Task directions
Identify and pull out each line of the entries in which "unexpectedly" occurs.
↓
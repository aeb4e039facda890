//! Foulbot binary: Discord gateway, command router and poll timers.
//!
//! Configuration comes from `FOULBOT_CONFIG` (or the default config path) and
//! the bot token from `FOULBOT_DISCORD_TOKEN`. Runs until SIGINT/SIGTERM.

use foulbot::commands::CommandRouter;
use foulbot::platform::{DiscordGateway, DiscordRest};
use foulbot::{BotConfig, BotError, FatalReporter, PointsService, ServiceSettings};
use std::sync::Arc;
use tokio::sync::mpsc;
use tokio_util::sync::CancellationToken;
use tracing::{error, info, warn};

#[tokio::main]
async fn main() -> anyhow::Result<()> {
    let config = BotConfig::load()?;
    let _log_guard = foulbot::logging::init(&config.storage.logs_dir());

    config.validate()?;
    if config.discord.bot_token.trim().is_empty() {
        return Err(BotError::Config(format!(
            "no bot token; set {} or discord.bot_token",
            foulbot::config::TOKEN_ENV
        ))
        .into());
    }

    info!("foulbot v{} starting", env!("CARGO_PKG_VERSION"));

    let rest = Arc::new(DiscordRest::new(
        config.discord.bot_token.clone(),
        config.discord.api_base.clone(),
    ));
    // Recovery tallies expired polls, so Discord must answer before it runs.
    let bot_user_id = rest.current_user_id().await?;

    let (fatal, mut fatal_rx) = FatalReporter::channel();
    let settings = ServiceSettings::from_config(&config, Some(bot_user_id.clone()))?;
    let service = Arc::new(PointsService::open(settings, rest.clone(), fatal.clone())?);

    // Expired polls are resolved before any command is read.
    let report = service.start().await?;
    info!(
        concluded = report.concluded.len(),
        armed = report.armed.len(),
        "recovered persisted polls"
    );

    let shutdown = CancellationToken::new();
    let (inbound_tx, inbound_rx) = mpsc::channel(64);

    let gateway = DiscordGateway::new(
        rest.as_ref().clone(),
        bot_user_id,
        config.discord.allowed_channel_ids.clone(),
    );
    let gateway_shutdown = shutdown.clone();
    let mut gateway_task = tokio::spawn(async move {
        gateway.run(inbound_tx, gateway_shutdown).await
    });

    let router = CommandRouter::new(
        service.clone(),
        rest,
        config.commands.prefix.clone(),
        fatal,
    );
    let router_shutdown = shutdown.clone();
    let mut router_task =
        tokio::spawn(async move { router.run(inbound_rx, router_shutdown).await });

    // Either task ending before shutdown leaves the bot deaf to commands.
    let result = tokio::select! {
        () = wait_for_signal() => {
            info!("shutdown requested");
            Ok(())
        }
        fatal = fatal_rx.recv() => match fatal {
            Some(err) => Err(anyhow::Error::new(err).context("fatal error, stopping")),
            None => Ok(()),
        },
        joined = &mut gateway_task => Err(match joined {
            Ok(Ok(())) => anyhow::anyhow!("discord gateway stopped unexpectedly"),
            Ok(Err(e)) => e.context("discord gateway stopped"),
            Err(e) => anyhow::anyhow!("discord gateway task failed: {e}"),
        }),
        joined = &mut router_task => Err(match joined {
            Ok(()) => anyhow::anyhow!("command router stopped unexpectedly"),
            Err(e) => anyhow::anyhow!("command router task failed: {e}"),
        }),
    };
    if let Err(e) = &result {
        error!("{e:#}");
    }

    shutdown.cancel();
    service.shutdown().await;
    if !gateway_task.is_finished() {
        if let Ok(Err(e)) = gateway_task.await {
            warn!("discord gateway stopped with error: {e}");
        }
    }
    if !router_task.is_finished() {
        if let Err(e) = router_task.await {
            warn!("router task failed: {e}");
        }
    }

    if result.is_ok() {
        info!("foulbot shut down cleanly");
    }
    result
}

async fn wait_for_signal() {
    #[cfg(unix)]
    {
        use tokio::signal::unix::{SignalKind, signal};
        match signal(SignalKind::terminate()) {
            Ok(mut term) => {
                tokio::select! {
                    _ = tokio::signal::ctrl_c() => {}
                    _ = term.recv() => {}
                }
            }
            Err(e) => {
                warn!("cannot listen for SIGTERM: {e}");
                let _ = tokio::signal::ctrl_c().await;
            }
        }
    }
    #[cfg(not(unix))]
    {
        let _ = tokio::signal::ctrl_c().await;
    }
}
↑
Answer box
            Ok(Ok(())) => anyhow::anyhow!("discord gateway stopped unexpectedly"),
            Ok(()) => anyhow::anyhow!("command router stopped unexpectedly"),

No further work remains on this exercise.